China’s Twin Crises: Debt and Demographics — A Sobering Breakdown
By [Your Name] | Credit: Lei's YouTube Channel
🎥 Watch the original video by Lei — an incredible voice for truth and clarity in China analysis.
In July 2025, Lei, an independent China analyst on YouTube, broke down what she calls China’s two “ticking time bombs”: unsustainable debt and a demographic collapse. Her analysis is not only compelling but alarming — and it’s backed by hard data from China’s own central authorities.
💣 Time Bomb #1: Debt Beyond Control
As of mid-2025, China’s total societal debt stood at a jaw-dropping ¥455 trillion — that’s about $63 trillion USD. This includes:
- ¥270 trillion in on-balance sheet loans (gov’t, corporate, and household)
- ¥185 trillion in bond market debt
If you assume just a 3% interest rate, China owes ¥13.5 trillion in annual interest payments — 10% of its official GDP of ¥135 trillion. But here’s where things get worse:
🧮 Lei estimates China’s real GDP is 50–67% lower than reported.
If true, up to 20% of actual GDP could be vanishing into interest payments. That would be like the U.S. spending $5 trillion a year just to service debt — with no principal payments.
📉 Collapsing Collateral and Skyrocketing Leverage
The problem isn’t just the amount of debt — it’s also the value of collateral backing it:
- Local government assets? Illiquid.
- Real estate? In freefall.
- Growth?

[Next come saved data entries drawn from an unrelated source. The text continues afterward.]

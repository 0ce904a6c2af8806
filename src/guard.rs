use actix_web::body::EitherBody;
use actix_web::dev::{Service, ServiceRequest, ServiceResponse, Transform};
use actix_web::{Error, HttpResponse};
use futures_util::future::{ready, LocalBoxFuture, Ready};
use std::rc::Rc;

use crate::session::{ACCESS_COOKIE, REFRESH_COOKIE};

/// Rejects admin API calls that carry no session cookie at all, before any
/// upstream round trip. A request with only a refresh cookie still passes:
/// the caller's refresh path must get the chance to rotate it.
#[derive(Clone, Default)]
pub struct SessionGuard;

impl<S, B> Transform<S, ServiceRequest> for SessionGuard
where
    S: Service<ServiceRequest, Response = ServiceResponse<B>, Error = Error> + 'static,
    S::Future: 'static,
    B: 'static,
{
    type Response = ServiceResponse<EitherBody<B>>;
    type Error = Error;
    type InitError = ();
    type Transform = SessionGuardMiddleware<S>;
    type Future = Ready<Result<Self::Transform, Self::InitError>>;

    fn new_transform(&self, service: S) -> Self::Future {
        ready(Ok(SessionGuardMiddleware {
            service: Rc::new(service),
        }))
    }
}

pub struct SessionGuardMiddleware<S> {
    service: Rc<S>,
}

impl<S, B> Service<ServiceRequest> for SessionGuardMiddleware<S>
where
    S: Service<ServiceRequest, Response = ServiceResponse<B>, Error = Error> + 'static,
    S::Future: 'static,
    B: 'static,
{
    type Response = ServiceResponse<EitherBody<B>>;
    type Error = Error;
    type Future = LocalBoxFuture<'static, Result<Self::Response, Self::Error>>;

    fn poll_ready(
        &self,
        ctx: &mut std::task::Context<'_>,
    ) -> std::task::Poll<Result<(), Self::Error>> {
        self.service.poll_ready(ctx)
    }

    fn call(&self, req: ServiceRequest) -> Self::Future {
        let has_session =
            req.cookie(ACCESS_COOKIE).is_some() || req.cookie(REFRESH_COOKIE).is_some();
        let svc = self.service.clone();
        Box::pin(async move {
            if !has_session {
                let (req, _) = req.into_parts();
                let res = HttpResponse::Unauthorized()
                    .json(serde_json::json!({ "error": "unauthorized" }));
                return Ok(ServiceResponse::new(req, res).map_into_right_body());
            }
            svc.call(req).await.map(|res| res.map_into_left_body())
        })
    }
}
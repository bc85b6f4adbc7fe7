use crate::grades::{self, ScoreInput};
use crate::ipc::helpers::{optional_code, optional_f64, required_str, to_json, with_config, with_conn};
use crate::ipc::types::{AppState, Request};
use crate::model::{Band, EvaluationType};
use serde_json::{json, Value};

fn handle_scores_record(state: &mut AppState, req: &Request) -> Value {
    with_conn(state, req, |conn, params| {
        let input = ScoreInput {
            offering_id: required_str(params, "offeringId")?,
            student_id: required_str(params, "studentId")?,
            trimester_id: required_str(params, "trimesterId")?,
            evaluation_type: optional_code(params, "evaluationType", EvaluationType::parse)?,
            score: optional_f64(params, "score")?,
            qualitative: optional_code(params, "qualitative", Band::parse)?,
        };
        let score_id = grades::record_score(conn, &input)?;
        Ok(json!({ "scoreId": score_id }))
    })
}

fn handle_scores_delete(state: &mut AppState, req: &Request) -> Value {
    with_conn(state, req, |conn, params| {
        let score_id = required_str(params, "scoreId")?;
        grades::delete_score(conn, &score_id)?;
        Ok(json!({ "ok": true }))
    })
}

fn handle_trimester_average(state: &mut AppState, req: &Request) -> Value {
    with_config(state, req, |conn, params, cfg| {
        let student_id = required_str(params, "studentId")?;
        let offering_id = required_str(params, "offeringId")?;
        let trimester_id = required_str(params, "trimesterId")?;
        to_json(&grades::trimester_average(
            conn,
            &student_id,
            &offering_id,
            &trimester_id,
            cfg,
        )?)
    })
}

fn handle_offering_summary(state: &mut AppState, req: &Request) -> Value {
    with_config(state, req, |conn, params, cfg| {
        let offering_id = required_str(params, "offeringId")?;
        let trimester_id = required_str(params, "trimesterId")?;
        to_json(&grades::offering_summary(conn, &offering_id, &trimester_id, cfg)?)
    })
}

pub fn try_handle(state: &mut AppState, req: &Request) -> Option<Value> {
    match req.method.as_str() {
        "scores.record" => Some(handle_scores_record(state, req)),
        "scores.delete" => Some(handle_scores_delete(state, req)),
        "grades.trimesterAverage" => Some(handle_trimester_average(state, req)),
        "grades.offeringSummary" => Some(handle_offering_summary(state, req)),
        _ => None,
    }
}
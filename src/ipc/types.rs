use std::path::PathBuf;

use rusqlite::Connection;
use serde::Deserialize;

#[derive(Debug, Deserialize, Clone)]
pub struct Request {
    pub id: String,
    pub method: String,
    #[serde(default)]
    pub params: serde_json::Value,
}

/// One open workspace per daemon; requests run sequentially against it.
pub struct AppState {
    pub workspace: Option<PathBuf>,
    pub db: Option<Connection>,
}

impl AppState {
    pub fn db_path(&self) -> Option<PathBuf> {
        self.workspace
            .as_ref()
            .map(|w| w.join(crate::db::DB_FILE_NAME))
    }
}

Stagnant or fictional.
Lei estimates China is adding ¥30 trillion in new debt per year, mostly via government borrowing — despite weak economic output and poor private sector demand.

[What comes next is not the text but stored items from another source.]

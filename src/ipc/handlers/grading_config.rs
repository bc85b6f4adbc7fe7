use crate::config;
use crate::error::LifecycleError;
use crate::ipc::helpers::{to_json, with_conn};
use crate::ipc::types::{AppState, Request};
use serde_json::Value;

fn handle_get(state: &mut AppState, req: &Request) -> Value {
    with_conn(state, req, |conn, _| to_json(&config::load(conn)?))
}

fn handle_update(state: &mut AppState, req: &Request) -> Value {
    with_conn(state, req, |conn, params| {
        let Some(patch) = params.get("patch") else {
            return Err(LifecycleError::BadParams("missing patch".into()));
        };
        to_json(&config::update(conn, patch)?)
    })
}

fn handle_clear_override(state: &mut AppState, req: &Request) -> Value {
    with_conn(state, req, |conn, _| to_json(&config::clear_override(conn)?))
}

pub fn try_handle(state: &mut AppState, req: &Request) -> Option<Value> {
    match req.method.as_str() {
        "grading.config.get" => Some(handle_get(state, req)),
        "grading.config.update" => Some(handle_update(state, req)),
        "grading.config.clearOverride" => Some(handle_clear_override(state, req)),
        _ => None,
    }
}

To make things worse, China’s financial sector liabilities now top ¥500 trillion, exceeding total societal debt and reaching 390% of official GDP — or 780% of adjusted GDP. For comparison:
Metric | United States | China (Official) | China (Adjusted) |
---|---|---|---|
Financial Liabilities | $40–45 trillion | ¥500 trillion | ¥500 trillion |
As % of GDP | ~170% | 390% | ~780% |
This paints a picture of a dangerously overleveraged and fragile financial system.
👶 Time Bomb #2: The Vanishing Population
Debt might be a mathematical crisis, but China’s demographic implosion is existential.

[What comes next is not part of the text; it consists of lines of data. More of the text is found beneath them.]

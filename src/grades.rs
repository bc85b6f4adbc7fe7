use crate::calc::{self, ScopeMode, TrimesterAverage};
use crate::config::{GradingConfig, SCORE_MAX, SCORE_MIN};
use crate::db::now_rfc3339;
use crate::error::{LifecycleError, Result, Violation};
use crate::lifecycle::load_trimester;
use crate::model::{Band, EvaluationType, GradingNature, PeriodState, TrimesterState};
use crate::supplementary::load_period_states;
use rusqlite::{Connection, OptionalExtension};
use serde::Serialize;
use serde_json::json;
use uuid::Uuid;

struct OfferingRow {
    period_id: String,
    section_id: String,
    nature: GradingNature,
    estado: String,
}

fn load_offering(conn: &Connection, offering_id: &str) -> Result<OfferingRow> {
    let row: Option<(String, String, String, String)> = conn
        .query_row(
            "SELECT period_id, section_id, nature, estado FROM subject_offerings WHERE id = ?",
            [offering_id],
            |r| Ok((r.get(0)?, r.get(1)?, r.get(2)?, r.get(3)?)),
        )
        .optional()?;
    let Some((period_id, section_id, nature, estado)) = row else {
        return Err(LifecycleError::not_found("offering", offering_id));
    };
    Ok(OfferingRow {
        period_id,
        section_id,
        nature: calc::parse_nature(&nature)?,
        estado,
    })
}

#[derive(Debug, Clone)]
pub struct ScoreInput {
    pub offering_id: String,
    pub student_id: String,
    pub trimester_id: String,
    pub evaluation_type: Option<EvaluationType>,
    pub score: Option<f64>,
    pub qualitative: Option<Band>,
}

/// Collects every reason score entry is closed for this (offering, trimester).
fn entry_blockers(
    conn: &Connection,
    offering: &OfferingRow,
    offering_id: &str,
    trimester_id: &str,
) -> Result<Vec<Violation>> {
    let trimester = load_trimester(conn, trimester_id)?;
    if trimester.period_id != offering.period_id {
        return Err(LifecycleError::BadParams(
            "trimester and offering belong to different periods".into(),
        ));
    }
    let (period_state, _) = load_period_states(conn, &offering.period_id)?;
    let mut violations = Vec::new();
    if period_state != PeriodState::Activo {
        violations.push(Violation::for_entity(
            "period_not_active",
            format!("period is {}", period_state),
            &offering.period_id,
        ));
    }
    if trimester.estado != TrimesterState::Activo {
        violations.push(Violation::for_entity(
            "trimester_not_active",
            format!("trimester {} is {}", trimester.ordinal, trimester.estado),
            trimester_id,
        ));
    }
    if offering.estado != "ACTIVO" {
        violations.push(Violation::for_entity(
            "offering_inactive",
            format!("offering is {}", offering.estado),
            offering_id,
        ));
    }
    Ok(violations)
}

pub fn record_score(conn: &Connection, input: &ScoreInput) -> Result<String> {
    let offering = load_offering(conn, &input.offering_id)?;
    match offering.nature {
        GradingNature::Quantitative => {
            if input.evaluation_type.is_none() {
                return Err(LifecycleError::BadParams(
                    "evaluationType is required for quantitative offerings".into(),
                ));
            }
            let Some(score) = input.score else {
                return Err(LifecycleError::BadParams(
                    "score is required for quantitative offerings".into(),
                ));
            };
            if !(SCORE_MIN..=SCORE_MAX).contains(&score) {
                return Err(LifecycleError::BadParams(format!(
                    "score must be within {}..={}",
                    SCORE_MIN, SCORE_MAX
                )));
            }
            if input.qualitative.is_some() {
                return Err(LifecycleError::BadParams(
                    "qualitative letters are only accepted for qualitative offerings".into(),
                ));
            }
        }
        GradingNature::Qualitative => {
            if input.qualitative.is_none() || input.score.is_some() {
                return Err(LifecycleError::BadParams(
                    "qualitative offerings take a letter (DA, AA, PA, NA) and no numeric score"
                        .into(),
                ));
            }
        }
    }

    let mut violations = entry_blockers(conn, &offering, &input.offering_id, &input.trimester_id)?;
    let enrolled: Option<i64> = conn
        .query_row(
            "SELECT 1 FROM enrollments
             WHERE student_id = ? AND section_id = ? AND period_id = ? AND estado = 'ACTIVO'",
            (&input.student_id, &offering.section_id, &offering.period_id),
            |r| r.get(0),
        )
        .optional()?;
    if enrolled.is_none() {
        violations.push(Violation::for_entity(
            "student_not_enrolled",
            "student has no ACTIVO enrollment in the offering's section",
            &input.student_id,
        ));
    }
    if !violations.is_empty() {
        return Err(LifecycleError::precondition(violations));
    }

    let score_id = Uuid::new_v4().to_string();
    conn.execute(
        "INSERT INTO grade_scores(id, offering_id, student_id, trimester_id, evaluation_type, score, qualitative, recorded_at)
         VALUES(?, ?, ?, ?, ?, ?, ?, ?)",
        (
            &score_id,
            &input.offering_id,
            &input.student_id,
            &input.trimester_id,
            input.evaluation_type.map(|t| t.as_str()),
            input.score,
            input.qualitative.map(|b| b.as_str()),
            now_rfc3339(),
        ),
    )?;
    Ok(score_id)
}

pub fn delete_score(conn: &Connection, score_id: &str) -> Result<()> {
    let row: Option<(String, String)> = conn
        .query_row(
            "SELECT offering_id, trimester_id FROM grade_scores WHERE id = ?",
            [score_id],
            |r| Ok((r.get(0)?, r.get(1)?)),
        )
        .optional()?;
    let Some((offering_id, trimester_id)) = row else {
        return Err(LifecycleError::not_found("score", score_id));
    };
    let offering = load_offering(conn, &offering_id)?;
    let violations = entry_blockers(conn, &offering, &offering_id, &trimester_id)?;
    if !violations.is_empty() {
        return Err(LifecycleError::precondition(violations));
    }
    conn.execute("DELETE FROM grade_scores WHERE id = ?", [score_id])?;
    Ok(())
}

/// `computeTrimesterAverage(student, offering, trimester)`, always from raw scores.
pub fn trimester_average(
    conn: &Connection,
    student_id: &str,
    offering_id: &str,
    trimester_id: &str,
    cfg: &GradingConfig,
) -> Result<TrimesterAverage> {
    let offering = load_offering(conn, offering_id)?;
    let trimester = load_trimester(conn, trimester_id)?;
    if trimester.period_id != offering.period_id {
        return Err(LifecycleError::BadParams(
            "trimester and offering belong to different periods".into(),
        ));
    }
    let weights = calc::load_weights(conn, &offering.period_id)?;
    let scores = calc::load_pair_scores(conn, offering_id, student_id, trimester_id)?;
    let avg = calc::pair_average(offering.nature, &scores, &weights, cfg)?;
    if !calc::is_complete(offering.nature, &avg) {
        let missing: Vec<&str> = match offering.nature {
            GradingNature::Quantitative => avg
                .missing_components()
                .into_iter()
                .map(|t| t.as_str())
                .collect(),
            GradingNature::Qualitative => vec!["CUALITATIVA"],
        };
        return Err(LifecycleError::IncompleteData {
            message: format!("missing {} score", missing.join(", ")),
            details: json!({
                "studentId": student_id,
                "offeringId": offering_id,
                "trimesterId": trimester_id,
                "missing": missing,
                "partial": avg,
            }),
        });
    }
    Ok(avg)
}

#[derive(Debug, Clone, Serialize)]
#[serde(rename_all = "camelCase")]
pub struct StudentAverageRow {
    pub student_id: String,
    pub student_name: String,
    #[serde(flatten)]
    pub average: TrimesterAverage,
}

#[derive(Debug, Clone, Serialize)]
#[serde(rename_all = "camelCase")]
pub struct OfferingSummary {
    pub offering_id: String,
    pub trimester_id: String,
    pub rows: Vec<StudentAverageRow>,
    pub promedios: TrimesterAverage,
}

/// Per-student rows of one offering and trimester plus the course PROMEDIOS row.
/// Incomplete students still get a row, with nulls where components are missing.
pub fn offering_summary(
    conn: &Connection,
    offering_id: &str,
    trimester_id: &str,
    cfg: &GradingConfig,
) -> Result<OfferingSummary> {
    let offering = load_offering(conn, offering_id)?;
    let trimester = load_trimester(conn, trimester_id)?;
    if trimester.period_id != offering.period_id {
        return Err(LifecycleError::BadParams(
            "trimester and offering belong to different periods".into(),
        ));
    }
    let (period_state, _) = load_period_states(conn, &offering.period_id)?;
    let mode = match period_state {
        PeriodState::Activo => ScopeMode::Open,
        PeriodState::Finalizado => ScopeMode::Closed,
    };
    let weights = calc::load_weights(conn, &offering.period_id)?;
    let scores = calc::load_trimester_scores(conn, trimester_id)?;
    let empty = calc::PairScores::default();

    let mut rows = Vec::new();
    for pair in calc::load_scope(conn, &offering.period_id, mode)?
        .into_iter()
        .filter(|p| p.offering_id == offering_id)
    {
        let key = (pair.offering_id.clone(), pair.student_id.clone());
        let average =
            calc::pair_average(pair.nature, scores.get(&key).unwrap_or(&empty), &weights, cfg)?;
        rows.push(StudentAverageRow {
            student_id: pair.student_id,
            student_name: pair.student_name,
            average,
        });
    }
    let averages: Vec<TrimesterAverage> = rows.iter().map(|r| r.average.clone()).collect();
    let promedios = match offering.nature {
        GradingNature::Quantitative => calc::promedios_row(&averages, cfg),
        GradingNature::Qualitative => TrimesterAverage::default(),
    };
    Ok(OfferingSummary {
        offering_id: offering_id.to_string(),
        trimester_id: trimester_id.to_string(),
        rows,
        promedios,
    })
}
//! Tracing setup for the daemon. Logs always go to stderr: stdout carries the
//! JSON-lines protocol and must stay clean.

use tracing::Level;
use tracing_subscriber::layer::SubscriberExt;
use tracing_subscriber::util::SubscriberInitExt;
use tracing_subscriber::{fmt, EnvFilter};

pub const LOG_JSON_ENV: &str = "LECTIVOD_LOG_JSON";

/// `RUST_LOG` wins over `level`. Only the first call installs a subscriber.
pub fn init_tracing(json: bool, level: Level) {
    let env_filter =
        EnvFilter::try_from_default_env().unwrap_or_else(|_| EnvFilter::new(level.as_str()));

    if json {
        tracing_subscriber::registry()
            .with(env_filter)
            .with(
                fmt::layer()
                    .with_target(false)
                    .with_writer(std::io::stderr)
                    .json(),
            )
            .try_init()
            .ok();
    } else {
        tracing_subscriber::registry()
            .with(env_filter)
            .with(
                fmt::layer()
                    .with_target(false)
                    .with_ansi(false)
                    .with_writer(std::io::stderr),
            )
            .try_init()
            .ok();
    }
}

pub fn json_requested() -> bool {
    std::env::var(LOG_JSON_ENV)
        .map(|v| matches!(v.trim(), "1" | "true" | "TRUE" | "yes"))
        .unwrap_or(false)
}
use serde::Serialize;
use serde_json::json;
use thiserror::Error;

/// One blocking reason. Finalize refusals carry every violation found in a single pass.
#[derive(Debug, Clone, PartialEq, Serialize)]
#[serde(rename_all = "camelCase")]
pub struct Violation {
    pub code: String,
    pub message: String,
    #[serde(skip_serializing_if = "Option::is_none")]
    pub entity_id: Option<String>,
}

impl Violation {
    pub fn for_entity(code: &str, message: impl Into<String>, entity_id: &str) -> Self {
        Self {
            code: code.to_string(),
            message: message.into(),
            entity_id: Some(entity_id.to_string()),
        }
    }
}

#[derive(Error, Debug)]
pub enum LifecycleError {
    #[error("configuration error: {message}")]
    Configuration {
        message: String,
        details: serde_json::Value,
    },

    #[error("incomplete data: {message}")]
    IncompleteData {
        message: String,
        details: serde_json::Value,
    },

    #[error("illegal {machine} transition: {from} -> {to}")]
    IllegalTransition {
        machine: &'static str,
        from: String,
        to: String,
    },

    #[error("precondition failed: {} violation(s)", violations.len())]
    PreconditionFailed { violations: Vec<Violation> },

    #[error("{entity} not found: {id}")]
    NotFound { entity: &'static str, id: String },

    #[error("{0}")]
    BadParams(String),

    #[error("database error: {0}")]
    Db(#[from] rusqlite::Error),

    #[error("{0:#}")]
    Io(#[from] anyhow::Error),
}

impl LifecycleError {
    pub fn not_found(entity: &'static str, id: &str) -> Self {
        Self::NotFound {
            entity,
            id: id.to_string(),
        }
    }

    pub fn precondition(violations: Vec<Violation>) -> Self {
        Self::PreconditionFailed { violations }
    }

    pub fn code(&self) -> &'static str {
        match self {
            Self::Configuration { .. } => "configuration_error",
            Self::IncompleteData { .. } => "incomplete_data",
            Self::IllegalTransition { .. } => "illegal_transition",
            Self::PreconditionFailed { .. } => "precondition_failed",
            Self::NotFound { .. } => "not_found",
            Self::BadParams(_) => "bad_params",
            Self::Db(_) => "db_query_failed",
            Self::Io(_) => "io_failed",
        }
    }

    pub fn details(&self) -> Option<serde_json::Value> {
        match self {
            Self::Configuration { details, .. } | Self::IncompleteData { details, .. } => {
                Some(details.clone())
            }
            Self::IllegalTransition { machine, from, to } => Some(json!({
                "machine": machine,
                "from": from,
                "to": to,
            })),
            Self::PreconditionFailed { violations } => Some(json!({ "violations": violations })),
            Self::NotFound { entity, id } => Some(json!({ "entity": entity, "id": id })),
            Self::BadParams(_) | Self::Db(_) | Self::Io(_) => None,
        }
    }
}

pub type Result<T> = std::result::Result<T, LifecycleError>;

#[cfg(test)]
mod tests {
    use super::*;

    #[test]
    fn precondition_details_enumerate_every_violation() {
        let e = LifecycleError::precondition(vec![
            Violation::for_entity("trimester_not_finalized", "Trimester 2 is ACTIVO", "t2"),
            Violation::for_entity("trimester_not_finalized", "Trimester 3 is PENDIENTE", "t3"),
        ]);
        assert_eq!(e.code(), "precondition_failed");
        let details = e.details().expect("details");
        assert_eq!(details["violations"].as_array().map(|v| v.len()), Some(2));
        assert_eq!(details["violations"][1]["entityId"], "t3");
    }

    #[test]
    fn illegal_transition_message_names_both_states() {
        let e = LifecycleError::IllegalTransition {
            machine: "supplementary",
            from: "PENDIENTE".into(),
            to: "CERRADO".into(),
        };
        assert_eq!(
            e.to_string(),
            "illegal supplementary transition: PENDIENTE -> CERRADO"
        );
    }
}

Lei argues that the real population is between 300–500 million, not the official 1.4 billion. She bases this on multiple data points — the most stunning of which is the collapse in primary and kindergarten school enrollment.
🏫 Evidence of Collapse
- Primary schools fell from 553,600 (2000) to 143,000 (2023) — a 74% drop, even though the official population rose 11%.
- Kindergarten closures from 2022 to 2025 are estimated at 23%, and average class size fell 22%.
- Result: a 40–50% collapse in preschool population — even under conservative assumptions.
“You don’t close 400,000 schools unless the students are gone.” — Lei
This is not theory. It's backed by official Ministry of Education data. Provinces like Heilongjiang, Jilin, and Liaoning have shuttered half their elementary schools in a decade.
🧬 So, What Happened?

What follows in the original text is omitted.